2 miesiące codziennego stukania w klawiature po zajeciach lub po pracy 3str dziennie i praca jest!! jesli chcesz kupic to wlasnie takich ludzi z pseudo wyzszym wyksztalceniem powinno sie zawsze brac na przetrzepanie na rozmowie kwlifikacyjnej:)! ja do swojej firmie przyjmuje ludzi tylko z wyksztalceniem z panstwowych szkol i czesem lubie obejrzec sobie indeks nie sztuka jest skonczyc studia trzeba cos z nich wyniesc!
oj pierdu pierdu ja tam wolę cwaniaka który jest bystry a nie muła na piątkach co widzi tylko książki charyzmy się nie nauczysz, a dziś biznesmenie potrzebni są ludzie tzw cwaniak a nie piątkowy student
Zajebista charyzma jak cwaniaczek oszukuje. Oszukał uczelnię, oszuka też ciebie jako pracodawcę. Ten "muł" uczył się przez cały czas i wie że to co zapamiętał z zajęć to jego. Ja wolę uczciwego "muła"- (tutaj widać również poziom twojej inteligencji jeśli tak sądzisz o ludziach z wyższym wykształceniem) niż kolesia który sam nie potrafi pracy napisać. To co robi na studiach???nie lepsza byłaby zawodówka??mniej by się zmęczył. A potem takie głupie wątki o cenę pracy magisterskiej.....Mój profesor na studiach mówił: " Magistrów jest jak psów, co drugiego pawiana mamusia śle na studia, żeby chwalić się koleżankom jakiego ma mądrego syna. Synek Ślizga się przez 5 lat, ściąga, oszukuje, pracę pisze mu ktoś inny, a potem jest dumą rodziny bo studia skończył. Żeby wybić się z tej bandy pseudo uczonych trzeba się wykazać nie lada inteligencją..." Mądry facet z niego był.

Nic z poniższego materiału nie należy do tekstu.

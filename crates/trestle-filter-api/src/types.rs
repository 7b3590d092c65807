//! Shared vocabulary between the bridge and filter implementations.
//!
//! The numeric codes are part of the wire contract with the proxy engine
//! and must not be renumbered.

use std::fmt;

/// Outcome of a filter phase method, reported back to the engine.
///
/// The generic results apply to every phase; the phase-scoped refinements
/// carry buffering semantics the engine interprets per phase (for data, for
/// example, stop-and-buffer and stop-without-buffering behave differently).
#[derive(Debug, Clone, Copy, PartialEq, Eq)]
pub enum StatusType {
    /// The filter is working asynchronously; the request resumes later via
    /// [`FilterCallbacks::continue_request`](crate::FilterCallbacks::continue_request).
    Running,
    /// A terminal reply was already issued; no further filter methods run.
    LocalReply,
    /// Advance to the next phase immediately.
    Continue,
    /// Stop iteration and buffer the pending data.
    StopAndBuffer,
    /// Stop iteration, buffer, and raise the watermark.
    StopAndBufferWatermark,
    /// Stop iteration without buffering.
    StopNoBuffer,

    // Header-scoped refinements.
    HeaderContinue,
    HeaderStopIteration,
    HeaderContinueAndDontEndStream,
    HeaderStopAllIterationAndBuffer,
    HeaderStopAllIterationAndWatermark,

    // Data-scoped refinements.
    DataContinue,
    DataStopIterationAndBuffer,
    DataStopIterationAndWatermark,
    DataStopIterationNoBuffer,

    // Trailer-scoped refinements.
    TrailerContinue,
    TrailerStopIteration,
}

impl StatusType {
    /// The numeric code the engine understands.
    pub fn code(self) -> u64 {
        match self {
            StatusType::Running => 0,
            StatusType::LocalReply => 1,
            StatusType::Continue => 2,
            StatusType::StopAndBuffer => 3,
            StatusType::StopAndBufferWatermark => 4,
            StatusType::StopNoBuffer => 5,
            StatusType::HeaderContinue => 100,
            StatusType::HeaderStopIteration => 101,
            StatusType::HeaderContinueAndDontEndStream => 102,
            StatusType::HeaderStopAllIterationAndBuffer => 103,
            StatusType::HeaderStopAllIterationAndWatermark => 104,
            StatusType::DataContinue => 200,
            StatusType::DataStopIterationAndBuffer => 201,
            StatusType::DataStopIterationAndWatermark => 202,
            StatusType::DataStopIterationNoBuffer => 203,
            StatusType::TrailerContinue => 300,
            StatusType::TrailerStopIteration => 301,
        }
    }
}

/// One of the six points in the decode/encode lifecycle where the engine
/// yields control to filter logic.
///
/// Decode and encode directions are independent and may interleave in time;
/// within a direction the order is Header, Data, Trailer.
#[derive(Debug, Clone, Copy, PartialEq, Eq, PartialOrd, Ord)]
pub enum Phase {
    DecodeHeader,
    DecodeData,
    DecodeTrailer,
    EncodeHeader,
    EncodeData,
    EncodeTrailer,
}

impl Phase {
    /// Decode a phase discriminant carried on the raw engine request.
    pub fn from_code(code: i32) -> Option<Phase> {
        match code {
            1 => Some(Phase::DecodeHeader),
            2 => Some(Phase::DecodeData),
            3 => Some(Phase::DecodeTrailer),
            4 => Some(Phase::EncodeHeader),
            5 => Some(Phase::EncodeData),
            6 => Some(Phase::EncodeTrailer),
            _ => None,
        }
    }

    /// The wire discriminant for this phase.
    pub fn code(self) -> i32 {
        match self {
            Phase::DecodeHeader => 1,
            Phase::DecodeData => 2,
            Phase::DecodeTrailer => 3,
            Phase::EncodeHeader => 4,
            Phase::EncodeData => 5,
            Phase::EncodeTrailer => 6,
        }
    }

    /// True for the request direction.
    pub fn is_decode(self) -> bool {
        matches!(
            self,
            Phase::DecodeHeader | Phase::DecodeData | Phase::DecodeTrailer
        )
    }

    /// True for trailer phases, which route mutations through the
    /// engine's trailer calls instead of the header calls.
    pub fn is_trailer(self) -> bool {
        matches!(self, Phase::DecodeTrailer | Phase::EncodeTrailer)
    }
}

impl fmt::Display for Phase {
    fn fmt(&self, f: &mut fmt::Formatter<'_>) -> fmt::Result {
        let name = match self {
            Phase::DecodeHeader => "decode-header",
            Phase::DecodeData => "decode-data",
            Phase::DecodeTrailer => "decode-trailer",
            Phase::EncodeHeader => "encode-header",
            Phase::EncodeData => "encode-data",
            Phase::EncodeTrailer => "encode-trailer",
        };
        f.write_str(name)
    }
}

/// Why a request is being destroyed, passed unchanged to the filter's
/// destroy hook.
#[derive(Debug, Clone, Copy, PartialEq, Eq)]
pub enum DestroyReason {
    /// The stream completed normally.
    Normal,
    /// The engine terminated the stream early.
    Terminate,
}

impl DestroyReason {
    /// Decode the engine's reason code.
    pub fn from_code(code: u64) -> Option<DestroyReason> {
        match code {
            0 => Some(DestroyReason::Normal),
            1 => Some(DestroyReason::Terminate),
            _ => None,
        }
    }
}

/// A borrowed view of bytes owned by the engine.
///
/// Returned by the zero-copy read path. The bytes live in native memory and
/// remain valid only until the next native mutation of the structure they
/// came from; copy them out before mutating or suspending.
#[derive(Debug, Clone, Copy)]
pub struct RawValue {
    ptr: *const u8,
    len: usize,
}

impl RawValue {
    /// Wrap a pointer and length handed back by the engine.
    pub fn new(ptr: *const u8, len: usize) -> RawValue {
        RawValue { ptr, len }
    }

    pub fn len(&self) -> usize {
        self.len
    }

    pub fn is_empty(&self) -> bool {
        self.len == 0
    }

    /// Borrow the underlying bytes.
    ///
    /// # Safety
    ///
    /// The caller must ensure the engine has not mutated the owning native
    /// structure since this value was obtained, and must not hold the slice
    /// across such a mutation.
    pub unsafe fn as_bytes<'a>(&self) -> &'a [u8] {
        if self.len == 0 {
            &[]
        } else {
            std::slice::from_raw_parts(self.ptr, self.len)
        }
    }
}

a ja jednak wolę takich cwaniaków mam zyski jest ok kradnie wyjazd a mole książkowe hmm ja im dziękuję .
A potem siedzą cwaniacy na stołkach i nie pozwolą wybić się inteligentnemu! Z zazdrości i zawiści!
dokłądnie, pozatym nawet jeśli 5 w indeksie nie znaczy to , że wiedza w głowie. stydiowałam na państwowej uczelni i poznałam ludzi, którzy tak kombinowali i tak potrafili zamotać, że mieli najlepsze oceny mimo, że przez 5 lat nie nauczyli się nic prócz kombinowania:P i właśnie to się w dzisiejszych czasach przydaje. kombinowanie i obrotność
Myślisz, że na państwowych to nie kupują? Oj, naiwny jesteś gościu biznes 15:15
Zależy na jakich uczelniach. Na mojej się nie dało. Poza tym jak promotor ma z tobą zajęcia przez rok to chyba wie na co cię stać i weryfikuje to podczas czytania pracy.
może i kupują tylko co to kogo obchodzi. wiesz jesli robilabym juz taka rzecz jak kupno to wstydzilabym sie przyznac nawet a tym bardziej pytac na forum! przeciez to sama przyjemnosc napisac swoja prace swoja z wlasnych przemyslen! tym bardziej ze masz caly rok na mgr 2 do napisania to za przeproszeniem nie potrafisz 100stron napisac??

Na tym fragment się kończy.